Atenta la compañía con:
Para cuando se presentó la ocasión de trabajar para los holandeses, Robert Dudley, conde de Leicester, llevaba ya más de veinte años siendo una especie de campeón protestante. Se podría pensar que el hecho de ser, como era, el favorito de la reina inglesa le ayudaba en el objetivo de liderar a los holandeses; pero era exactamente al contrario.
Como ya se ha
dicho, ciertamente si hubo un hombre en la vida de Isabel a quien
ésta amó sincera y apasionadamente, ése fue Dudley. La reina bebía
los vientos por aquel hombre, bastante bien parecido para los cánones
de la época, y eso hacía que le costase prescindir de él.
En 1550, Dudley
pegó un braguetazo casándose como Amy Robsart, la hija de un rico
terrateniente de Norfolk.
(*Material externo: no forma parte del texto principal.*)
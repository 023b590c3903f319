mod deqr;

pub use deqr::DeMicroQR;

use log::debug;

use crate::code::MicroQRCode;
use crate::common::{
    bit_utils::BitStream, codec, ec::Block, error::QRResult, mask::MaskPattern,
    metadata::SymbolNumber,
};

/// Decodes a row major grid of 0 and 1 modules, either as stored or mirrored
/// about the main diagonal.
///
/// The stored orientation is used whenever its format word is readable. If the
/// data then fails to decode, the mirrored orientation gets one more try before
/// the first error is returned.
pub fn decode(modules: &[u8]) -> QRResult<MicroQRCode> {
    let mut deqr = DeMicroQR::from_modules(modules)?;

    let (sn, mask) = deqr.read_format_info()?;
    let err = match decode_data(&deqr, sn, mask) {
        Ok(code) => return Ok(code),
        Err(e) if deqr.is_transposed() => return Err(e),
        Err(e) => e,
    };

    debug!("Decoding failed with {err:?}, retrying on mirrored grid");
    let (sn, mask) = deqr.read_mirrored_format_info().map_err(|_| err)?;
    decode_data(&deqr, sn, mask).map_err(|_| err)
}

fn decode_data(deqr: &DeMicroQR, sn: SymbolNumber, mask: MaskPattern) -> QRResult<MicroQRCode> {
    let ver = sn.version();
    debug!("Read format: Version {}, Ec level {:?}, Mask {}", *ver, sn.ec_level(), *mask);

    let codewords = deqr.extract_codewords(sn, mask);
    let mut blk = Block::with_encoded(&codewords, sn.data_codewords());
    let data = blk.rectify()?;

    let mut enc = BitStream::from_codewords(data, sn.data_bit_capacity());
    let (payload, mode) = codec::decode(&mut enc, ver)?;
    debug!("Decoded {} bytes in {mode:?} mode", payload.len());

    Ok(MicroQRCode::new(ver, sn.ec_level(), mode, payload, deqr.to_modules()))
}

#[cfg(test)]
mod reader_tests {
    use test_case::test_case;

    use super::decode;
    use crate::builder::{encode_text, MicroQRBuilder};
    use crate::common::codec::Mode;
    use crate::common::error::QRError;
    use crate::common::mask::MaskPattern;
    use crate::common::metadata::{ECLevel, Version};

    #[test_case("17", ECLevel::DetectionOnly)]
    #[test_case("A5FVYM", ECLevel::L)]
    #[test_case("Hello", ECLevel::M)]
    #[test_case("0123456789", ECLevel::Q)]
    fn test_decode(data: &str, ecl: ECLevel) {
        let code = encode_text(data, ecl).unwrap();
        let res = decode(code.modules()).unwrap();
        assert_eq!(res, code);
        assert_eq!(res.data_string(), data);
    }

    #[test]
    fn test_decode_every_mask() {
        for m in 0..4 {
            let mask = MaskPattern::new(m).unwrap();
            let code = MicroQRBuilder::new(b"MICRO 42").mask(mask).build().unwrap();
            assert_eq!(decode(code.modules()), Ok(code));
        }
    }

    #[test]
    fn test_decode_mixed_mode() {
        let data = b"ab012345678901234567";
        let code = MicroQRBuilder::new(data).build().unwrap();
        let res = decode(code.modules()).unwrap();
        assert_eq!(res.data(), data);
        assert_eq!(res.mode(), Some(Mode::Byte));
        assert_eq!(res.version(), Version::new(4).ok());
    }

    #[test]
    fn test_decode_invalid_input() {
        assert_eq!(decode(&[0; 122]), Err(QRError::InvalidGridSize(122)));
        assert_eq!(decode(&[2; 121]), Err(QRError::InvalidModule(2)));
    }

    #[test]
    fn test_decode_damaged_data() {
        // M4-Q corrects up to 7 codewords
        let code = encode_text("DAMAGE", ECLevel::Q).unwrap();
        let mut modules = code.modules().to_vec();
        for r in 12..17 {
            modules[r * 17 + 16] ^= 1;
        }
        let res = decode(&modules).unwrap();
        assert!(res.is_same(&code, true));
        assert!(!res.is_same(&code, false));
    }
}
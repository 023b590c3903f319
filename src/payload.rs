use std::str::FromStr;

use thiserror::Error;

// Wi-Fi network config
//------------------------------------------------------------------------------

#[derive(Debug, PartialEq, Eq, Copy, Clone, Error)]
pub enum WifiParseError {
    #[error("Config doesn't start with WIFI:")]
    InvalidPrefix,
    #[error("Field is unterminated or too short")]
    InvalidFieldFormat,
    #[error("Field holds an invalid value")]
    InvalidFieldData,
    #[error("Unknown field type")]
    InvalidFieldType,
    #[error("Field type appears more than once")]
    DuplicateFieldType,
    #[error("Config doesn't end with ;;")]
    InvalidTermination,
}

#[derive(Debug, PartialEq, Eq, Copy, Clone, Default)]
pub enum WifiEncryption {
    #[default]
    None,
    Wep,
    Wpa,
}

impl WifiEncryption {
    fn as_str(self) -> &'static str {
        match self {
            Self::None => "",
            Self::Wep => "WEP",
            Self::Wpa => "WPA",
        }
    }
}

/// Network credentials in the `WIFI:S:<ssid>;T:<WEP|WPA|>;P:<password>;H:<true|false|>;;`
/// form understood by phone cameras. `\;,":` are backslash escaped inside
/// ssid and password.
#[derive(Debug, PartialEq, Eq, Clone, Default)]
pub struct WifiConfig {
    pub ssid: String,
    pub password: String,
    pub encryption: WifiEncryption,
    pub hidden: bool,
}

impl WifiConfig {
    pub fn parse(config: &str) -> Result<Self, WifiParseError> {
        let body = match config.strip_prefix(WIFI_PREFIX) {
            Some(b) if !b.is_empty() => b,
            _ => return Err(WifiParseError::InvalidPrefix),
        };

        let mut ssid: Option<String> = None;
        let mut password: Option<String> = None;
        let mut encryption: Option<WifiEncryption> = None;
        let mut hidden: Option<bool> = None;

        let mut start = 0;
        while start + 1 < body.len() {
            let off = field_end(&body[start..]).ok_or(WifiParseError::InvalidFieldFormat)?;
            let end = start + off;
            let field = &body[start..end];
            if field.len() < 2 {
                return Err(WifiParseError::InvalidFieldFormat);
            }

            let (kind, value) = match field.get(..2).zip(field.get(2..)) {
                Some(kv) => kv,
                None => return Err(WifiParseError::InvalidFieldType),
            };
            match kind {
                "S:" => {
                    let s = unescape(value).filter(|s| !s.is_empty());
                    set_once(&mut ssid, s.ok_or(WifiParseError::InvalidFieldData)?)?;
                }
                "T:" => {
                    let e = match value {
                        "" => WifiEncryption::None,
                        "WEP" => WifiEncryption::Wep,
                        "WPA" => WifiEncryption::Wpa,
                        _ => return Err(WifiParseError::InvalidFieldData),
                    };
                    set_once(&mut encryption, e)?;
                }
                "P:" => {
                    let p = unescape(value).ok_or(WifiParseError::InvalidFieldData)?;
                    set_once(&mut password, p)?;
                }
                "H:" => {
                    let h = match value {
                        "" | "false" => false,
                        "true" => true,
                        _ => return Err(WifiParseError::InvalidFieldData),
                    };
                    set_once(&mut hidden, h)?;
                }
                _ => return Err(WifiParseError::InvalidFieldType),
            }
            start = end + 1;
        }

        let ssid = ssid.ok_or(WifiParseError::InvalidFieldData)?;
        let password = password.unwrap_or_default();
        let encryption = encryption.unwrap_or_default();
        if password.is_empty() && encryption != WifiEncryption::None {
            return Err(WifiParseError::InvalidFieldData);
        }
        if !config.ends_with(";;") {
            return Err(WifiParseError::InvalidTermination);
        }

        Ok(Self { ssid, password, encryption, hidden: hidden.unwrap_or(false) })
    }

    /// Escaped config text, ready to be encoded in a byte mode code.
    pub fn to_config_string(&self) -> String {
        format!(
            "{WIFI_PREFIX}S:{};T:{};P:{};H:{};;",
            escape(&self.ssid),
            self.encryption.as_str(),
            escape(&self.password),
            self.hidden
        )
    }
}

impl FromStr for WifiConfig {
    type Err = WifiParseError;
    fn from_str(s: &str) -> Result<Self, Self::Err> {
        Self::parse(s)
    }
}

fn set_once<T>(slot: &mut Option<T>, value: T) -> Result<(), WifiParseError> {
    if slot.is_some() {
        return Err(WifiParseError::DuplicateFieldType);
    }
    *slot = Some(value);
    Ok(())
}

// Offset of the first unescaped ';'. A backslash escapes the next character
// only, so "\\;" still ends the field.
fn field_end(s: &str) -> Option<usize> {
    let mut escaped = false;
    for (i, b) in s.bytes().enumerate() {
        match b {
            b'\\' => escaped = !escaped,
            b';' if !escaped => return Some(i),
            _ => escaped = false,
        }
    }
    None
}

fn escape(raw: &str) -> String {
    let mut res = String::with_capacity(raw.len());
    for ch in raw.chars() {
        if SPECIAL_CHARS.contains(ch) {
            res.push('\\');
        }
        res.push(ch);
    }
    res
}

// None when the value is a lone special character
fn unescape(escaped: &str) -> Option<String> {
    if escaped.chars().count() == 1 && SPECIAL_CHARS.contains(escaped) {
        return None;
    }

    let mut res = String::with_capacity(escaped.len());
    let mut chars = escaped.chars().peekable();
    while let Some(ch) = chars.next() {
        if ch == '\\' {
            if let Some(next) = chars.next_if(|&n| SPECIAL_CHARS.contains(n)) {
                res.push(next);
                continue;
            }
        }
        res.push(ch);
    }
    Some(res)
}


// Global constants
//------------------------------------------------------------------------------

static WIFI_PREFIX: &str = "WIFI:";

static SPECIAL_CHARS: &str = "\\;,\":";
El hecho de que estuviera casado no fue
óbice para que mantuviera una relación casi constante con la reina,
a la que por otra parte conocía desde la niñez. Desde el momento en
que Isabel fue reina (1559), el matrimonio de Dudley se convirtió en
una farsa total. Visitaba a su mujer apenas una vez al año, y
mientras estaba con ella, por orden de su amante, sólo vestía de
negro y rechazaba todo comercio carnal. En Londres, por aquel
entonces, todo el mundo daba por hecho que Dudley estaba esperando
que su mujer se muriese para ser consorte.
Ciertas o falsas
esas noticias, lo que sí lo es, es que en la primera tarde del
domingo 8 de septiembre de 1560, Amy Robsart fue encontrada muerta,
extrañamente desnucada. La versión oficial fue que se cayó ella
sola bajando una escalera de caracol en Cumnor Place, Oxford. La
gente, sin embargo, dictó otra sentencia; y siguió dictándola
cuando el forense dictaminó que todo había sido un accidente. Lo
cierto es que, del jurado que absolvió a Dudley, el portavoz,
Richard Smith, había sido sirviente de la reina; otro era amigo
personal de Dudley; y con otros dos había almorzado en privado con
un amigo suyo, Thomas Blount.
A pesar de aquel
escándalo, que se desarrolló delante de los ingleses con una
publicidad que ya habrían deseado poder obviar tanto la reina como
su amante, Dudley seguía creyendo que podían casarse sin problemas.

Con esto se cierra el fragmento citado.